Conductor: Clotilde Otranto
Brahms-Schoenberg Quartet (1966): Music by Johannes Brahms (First Piano Quartet in G Minor, Op. 25), Orchestrated by Arnold Schoenberg, Choreography by George Balanchine, Scenery by David Mitchell, Costumes by Karinska, Original Lighting by Ronald Bates, Lighting by Mark Stanley, Performed by Abi Stafford, Jonathan Stafford, Savannah Lowery, Jenifer Ringer, Jared Angle, Yvonne Borree, Benjamin Millepied, Maria Kowroski, Charles Askegard, and the Company. This was Balanchine's first abstract work for New York State Theater. Schoenberg orchestrated Brahms' "Piano Quartet No. 1 in G Minor", and Balanchine used this work, as he did not like chamber music for ballet. (NYCB Notes).
Today’s matinee was the first of four sequential June Sundays and four sequential Principal Farewells. One Thursday Farewell will bid goodbye to Conductor Maestro Kaplow. The other Principal Farewells will bid goodbye respectively to Philip Neal, Albert Evans, and Darci Kistler. Farewells bring an intense anticipation to the hall, and when the Principal first appears onstage, and at each curtain, there’s much vocal adulation and recognition. Today was no exception.
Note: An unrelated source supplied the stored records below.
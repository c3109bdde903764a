//! Per-pass processing: filter, project, smooth, reconcile.
//!
//! `DetectionPipeline` is owned by whichever context renders overlays. It is
//! not thread-safe on purpose; passes arrive over a channel and are applied
//! one at a time.

use anyhow::Result;

use crate::detect::RawDetection;
use crate::filter::DetectionFilter;
use crate::geometry::ViewSize;
use crate::overlay::{OverlayChange, OverlayReconciler};
use crate::smoother::BoxSmoother;

#[derive(Debug)]
pub struct DetectionPipeline {
    filter: DetectionFilter,
    smoother: BoxSmoother,
    reconciler: OverlayReconciler,
    view: ViewSize,
}

impl DetectionPipeline {
    pub fn new(view: ViewSize, smoothing_factor: f32) -> Result<Self> {
        Ok(Self {
            filter: DetectionFilter::new(),
            smoother: BoxSmoother::new(smoothing_factor)?,
            reconciler: OverlayReconciler::new(),
            view,
        })
    }

    pub fn with_filter(mut self, filter: DetectionFilter) -> Self {
        self.filter = filter;
        self
    }

    /// Apply one completed pass and return the overlay changes it produced.
    pub fn process(&mut self, detections: &[RawDetection]) -> Vec<OverlayChange> {
        let present: Vec<_> = self
            .filter
            .apply(detections)
            .into_iter()
            .map(|recognized| {
                let raw = recognized.bbox.to_screen(self.view);
                (
                    recognized.category,
                    self.smoother.smooth(recognized.category, raw),
                )
            })
            .collect();

        let changes = self.reconciler.reconcile(&present);
        for change in &changes {
            if let OverlayChange::Removed { category, .. } = change {
                self.smoother.forget(*category);
            }
        }
        debug_assert!(self
            .smoother
            .tracked()
            .eq(self.reconciler.categories().into_iter()));
        changes
    }

    /// Change the view overlays are drawn into.
    ///
    /// Smoothing history is in the old pixel space, so it is dropped; each
    /// overlay re-seeds from its next raw box.
    pub fn set_view_size(&mut self, view: ViewSize) {
        if view != self.view {
            log::debug!(
                "view resized to {}x{}; resetting smoothing",
                view.width,
                view.height
            );
            self.view = view;
            self.smoother.reset();
        }
    }

    pub fn view_size(&self) -> ViewSize {
        self.view
    }

    /// Remove all overlays and smoothing state.
    pub fn clear(&mut self) -> Vec<OverlayChange> {
        self.smoother.reset();
        self.reconciler.clear()
    }

    pub fn overlays(&self) -> &OverlayReconciler {
        &self.reconciler
    }

    pub fn overlays_mut(&mut self) -> &mut OverlayReconciler {
        &mut self.reconciler
    }
}

#[cfg(test)]
mod tests {
    use super::*;
    use crate::geometry::{NormalizedRect, ScreenRect};
    use crate::labels::{canonicalize, DeviceCategory, COCO_CLASS_NAMES};
    use crate::smoother::DEFAULT_SMOOTHING_FACTOR;

    fn pipeline() -> DetectionPipeline {
        DetectionPipeline::new(ViewSize::new(390.0, 844.0), DEFAULT_SMOOTHING_FACTOR).unwrap()
    }

    #[test]
    fn laptop_appears_holds_then_disappears() {
        let mut pipeline = pipeline();
        let laptop = RawDetection::new("laptop", 0.9, NormalizedRect::new(0.1, 0.1, 0.2, 0.2));
        let expected = ScreenRect::new(39.0, 0.7 * 844.0, 78.0, 0.2 * 844.0);

        let first = pipeline.process(std::slice::from_ref(&laptop));
        assert_eq!(first.len(), 1);
        match &first[0] {
            OverlayChange::Created(overlay) => {
                assert_eq!(overlay.label, "Laptop");
                assert!((overlay.rect.x - expected.x).abs() < 1e-3);
                assert!((overlay.rect.y - expected.y).abs() < 1e-3);
                assert!((overlay.rect.width - expected.width).abs() < 1e-3);
                assert!((overlay.rect.height - expected.height).abs() < 1e-3);
            }
            other => panic!("expected creation, got {:?}", other),
        }
        let seeded = pipeline.overlays().get(DeviceCategory::Laptop).unwrap().rect;

        let second = pipeline.process(std::slice::from_ref(&laptop));
        assert_eq!(
            second,
            vec![OverlayChange::Updated {
                category: DeviceCategory::Laptop,
                rect: seeded,
            }]
        );

        let third = pipeline.process(&[]);
        assert_eq!(
            third,
            vec![OverlayChange::Removed {
                category: DeviceCategory::Laptop,
                label: "Laptop".to_string(),
            }]
        );
        assert!(pipeline.overlays().is_empty());
    }

    #[test]
    fn unrecognized_labels_never_create_overlays() {
        let outside_allow_list = COCO_CLASS_NAMES
            .iter()
            .copied()
            .filter(|name| DeviceCategory::from_canonical(canonicalize(name)).is_none());
        let case_variants = [
            "Laptop",
            "TVMONITOR",
            "TvMonitor",
            "tv monitor",
            "Cell Phone",
            "MOUSE",
        ];
        let labels: Vec<&str> = outside_allow_list.chain(case_variants).collect();
        assert_eq!(labels.len(), 70 + case_variants.len());

        let mut pipeline = pipeline();
        for label in labels {
            for _ in 0..2 {
                let changes = pipeline.process(&[RawDetection::new(
                    label,
                    0.99,
                    NormalizedRect::new(0.0, 0.0, 0.5, 0.5),
                )]);
                assert!(changes.is_empty(), "'{}' produced {:?}", label, changes);
            }
            assert!(pipeline.overlays().is_empty());
        }
    }

    #[test]
    fn reappearing_category_is_not_smoothed_against_stale_history() {
        let mut pipeline = pipeline();
        pipeline.process(&[RawDetection::new(
            "toaster",
            0.8,
            NormalizedRect::new(0.0, 0.0, 0.1, 0.1),
        )]);
        pipeline.process(&[]);

        let far = NormalizedRect::new(0.8, 0.8, 0.1, 0.1);
        let changes = pipeline.process(&[RawDetection::new("toaster", 0.8, far)]);
        match &changes[0] {
            OverlayChange::Created(overlay) => {
                assert_eq!(overlay.rect, far.to_screen(pipeline.view_size()))
            }
            other => panic!("expected creation, got {:?}", other),
        }
    }

    #[test]
    fn selection_survives_geometry_updates() {
        let mut pipeline = pipeline();
        let pass = [RawDetection::new(
            "microwave",
            0.7,
            NormalizedRect::new(0.2, 0.2, 0.3, 0.3),
        )];
        pipeline.process(&pass);
        pipeline.overlays_mut().select(DeviceCategory::Microwave);
        pipeline.process(&[RawDetection::new(
            "microwave",
            0.7,
            NormalizedRect::new(0.25, 0.2, 0.3, 0.3),
        )]);
        assert!(pipeline.overlays().get(DeviceCategory::Microwave).unwrap().selected);
    }

    #[test]
    fn resize_reseeds_smoothing() {
        let mut pipeline = pipeline();
        let bbox = NormalizedRect::new(0.1, 0.1, 0.2, 0.2);
        pipeline.process(&[RawDetection::new("keyboard", 0.6, bbox)]);

        let view = ViewSize::new(800.0, 600.0);
        pipeline.set_view_size(view);
        pipeline.process(&[RawDetection::new("keyboard", 0.6, bbox)]);
        assert_eq!(
            pipeline.overlays().get(DeviceCategory::Keyboard).unwrap().rect,
            bbox.to_screen(view)
        );
    }

    #[test]
    fn clear_removes_everything() {
        let mut pipeline = pipeline();
        pipeline.process(&[
            RawDetection::new("oven", 0.6, NormalizedRect::new(0.1, 0.1, 0.2, 0.2)),
            RawDetection::new("refrigerator", 0.6, NormalizedRect::new(0.5, 0.1, 0.2, 0.2)),
        ]);
        assert_eq!(pipeline.clear().len(), 2);
        assert!(pipeline.overlays().is_empty());
    }
}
The Brahms-Schoenberg Quartet brought out Abi Stafford and her brother, Jonathan Stafford, in the first movement Allegro leads, along with Savannah Lowery. Ms. Lowery was exceptionally light on her feet, and Ms. Stafford danced with vibrancy and poise. Farewell programs always inspire the best in each performer. Mr. Stafford was regal and charming, attentive and beaming. The second movement Intermezzo was led by Jenifer Ringer and Benjamin Millepied. They were accompanied by the rising stars, Kaitlyn Gilliland, Dara Johnson, and Gwyneth Muller. This movement brought out buoyant elegance and scintillating spontaneity.
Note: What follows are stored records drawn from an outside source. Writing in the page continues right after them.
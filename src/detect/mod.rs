mod backend;
mod backends;
mod registry;
mod result;

pub use backend::DetectorBackend;
#[cfg(feature = "backend-tract")]
pub use backends::{class_names_for, TractBackend};
pub use backends::{ScriptedBackend, ScriptedPass};
pub use registry::BackendRegistry;
pub use result::{LabelScore, RawDetection};
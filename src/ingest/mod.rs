//! Frame sources.
//!
//! This module provides the sources the capture thread pulls frames from:
//! - Synthetic `stub://` source (tests, demo)
//! - Still image source (feature: ingest-image)
//!
//! All sources produce `Frame` instances. Sources do not pace themselves; the
//! capture thread decimates to the configured rate and drops frames while an
//! inference is in flight.
//!
//! Sources MUST NOT:
//! - Store frames to disk
//! - Retain frames after handing them to the capture thread

use anyhow::{anyhow, Result};

#[cfg(feature = "ingest-image")]
pub mod still;
pub mod synthetic;

#[cfg(feature = "ingest-image")]
pub use still::StillImageSource;
pub use synthetic::SyntheticSource;

use crate::frame::Frame;

/// Configuration for a frame source.
#[derive(Clone, Debug)]
pub struct SourceConfig {
    /// Source URL: `stub://<name>` or a local image path.
    pub url: String,
    /// Frame width (synthetic frames).
    pub width: u32,
    /// Frame height (synthetic frames).
    pub height: u32,
}

impl Default for SourceConfig {
    fn default() -> Self {
        Self {
            url: "stub://camera".to_string(),
            width: 640,
            height: 480,
        }
    }
}

/// Statistics for a frame source.
#[derive(Clone, Debug)]
pub struct SourceStats {
    pub frames_captured: u64,
    pub source: String,
}

/// A camera capture pipeline as seen by the detection loop.
pub trait FrameSource: Send {
    /// Open the device. An error here means the camera is unavailable.
    fn connect(&mut self) -> Result<()>;

    /// Capture the next frame.
    fn next_frame(&mut self) -> Result<Frame>;

    /// Check if the source is healthy.
    fn is_healthy(&self) -> bool;

    /// Get frame statistics.
    fn stats(&self) -> SourceStats;
}

/// Build a frame source for a configured URL.
pub fn open_source(config: SourceConfig) -> Result<Box<dyn FrameSource>> {
    if config.url.starts_with("stub://") {
        return Ok(Box::new(SyntheticSource::new(config)));
    }
    if config.url.contains("://") {
        return Err(anyhow!(
            "unsupported frame source '{}'; expected stub:// or a local image path",
            config.url
        ));
    }
    #[cfg(feature = "ingest-image")]
    {
        Ok(Box::new(StillImageSource::new(config)))
    }
    #[cfg(not(feature = "ingest-image"))]
    {
        Err(anyhow!("image sources require the ingest-image feature"))
    }
}
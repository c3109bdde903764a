//! Synthetic frame source.
//!
//! `stub://<name>` URLs produce generated RGB frames of the configured size.
//! `stub://offline` never connects, standing in for a device without a camera.

use anyhow::{anyhow, Result};
use rand::Rng;

use super::{FrameSource, SourceConfig, SourceStats};
use crate::frame::Frame;

const OFFLINE_URL: &str = "stub://offline";

pub struct SyntheticSource {
    config: SourceConfig,
    connected: bool,
    frame_count: u64,
    /// Simulated scene state, shifts every 50 frames.
    scene_state: u8,
}

impl SyntheticSource {
    pub fn new(config: SourceConfig) -> Self {
        Self {
            config,
            connected: false,
            frame_count: 0,
            scene_state: 0,
        }
    }

    fn generate_pixels(&mut self) -> Vec<u8> {
        let pixel_count = (self.config.width as usize) * (self.config.height as usize) * 3;

        if self.frame_count % 50 == 0 {
            self.scene_state = self.scene_state.wrapping_add(1);
        }

        // Sensor noise keeps consecutive frames distinct.
        let noise: u8 = rand::thread_rng().gen_range(0..4);
        let mut pixels = vec![0u8; pixel_count];
        for (i, pixel) in pixels.iter_mut().enumerate() {
            *pixel = ((i as u64 + self.frame_count + self.scene_state as u64 + noise as u64)
                % 256) as u8;
        }
        pixels
    }
}

impl FrameSource for SyntheticSource {
    fn connect(&mut self) -> Result<()> {
        if self.config.url == OFFLINE_URL {
            return Err(anyhow!("no camera available at {}", self.config.url));
        }
        self.connected = true;
        log::info!("SyntheticSource: connected to {}", self.config.url);
        Ok(())
    }

    fn next_frame(&mut self) -> Result<Frame> {
        if !self.connected {
            return Err(anyhow!("synthetic source not connected; call connect() first"));
        }
        self.frame_count += 1;
        let pixels = self.generate_pixels();
        Ok(Frame::new(
            pixels,
            self.config.width,
            self.config.height,
            self.frame_count,
        ))
    }

    fn is_healthy(&self) -> bool {
        self.connected
    }

    fn stats(&self) -> SourceStats {
        SourceStats {
            frames_captured: self.frame_count,
            source: self.config.url.clone(),
        }
    }
}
But it was the next two movements that lit up the hall. Yvonne Borree and Benjamin Millepied appeared to lead the third movement Andante, and Ms. Borree was greeted warmly. Although she danced with a somewhat mellow temperament, her smile of gratitude was visually apparent. Ms. Borree and Mr. Millepied danced together for the last time, and they seemed to gather joy from the experience. The fourth movement Rondo alla Zingarese, led by Maria Kowroski and Charles Askegard, was, incredibly, even more punctuated with sensational style than on recent viewing. Ms. Kowroski has created a hand-on-foot kick, while gazing knowingly at the audience, with mesmerizing stage presence.
Estancia (2010): Music by Alberto Ginastera, Choreography by Christopher Wheeldon, Scenic Design by Santiago Calatrava, Costumes by Carlos Campos, Costumes Supervised by Marc Happel, Lighting by Mark Stanley, Singer: Philip Cutlip, Performed by Tiler Peck as Country Girl, Tyler Angle as City Boy, Andrew Veyette as Wild Horse, and the Company as Wild Horses, Estancia Workers, and City Folk.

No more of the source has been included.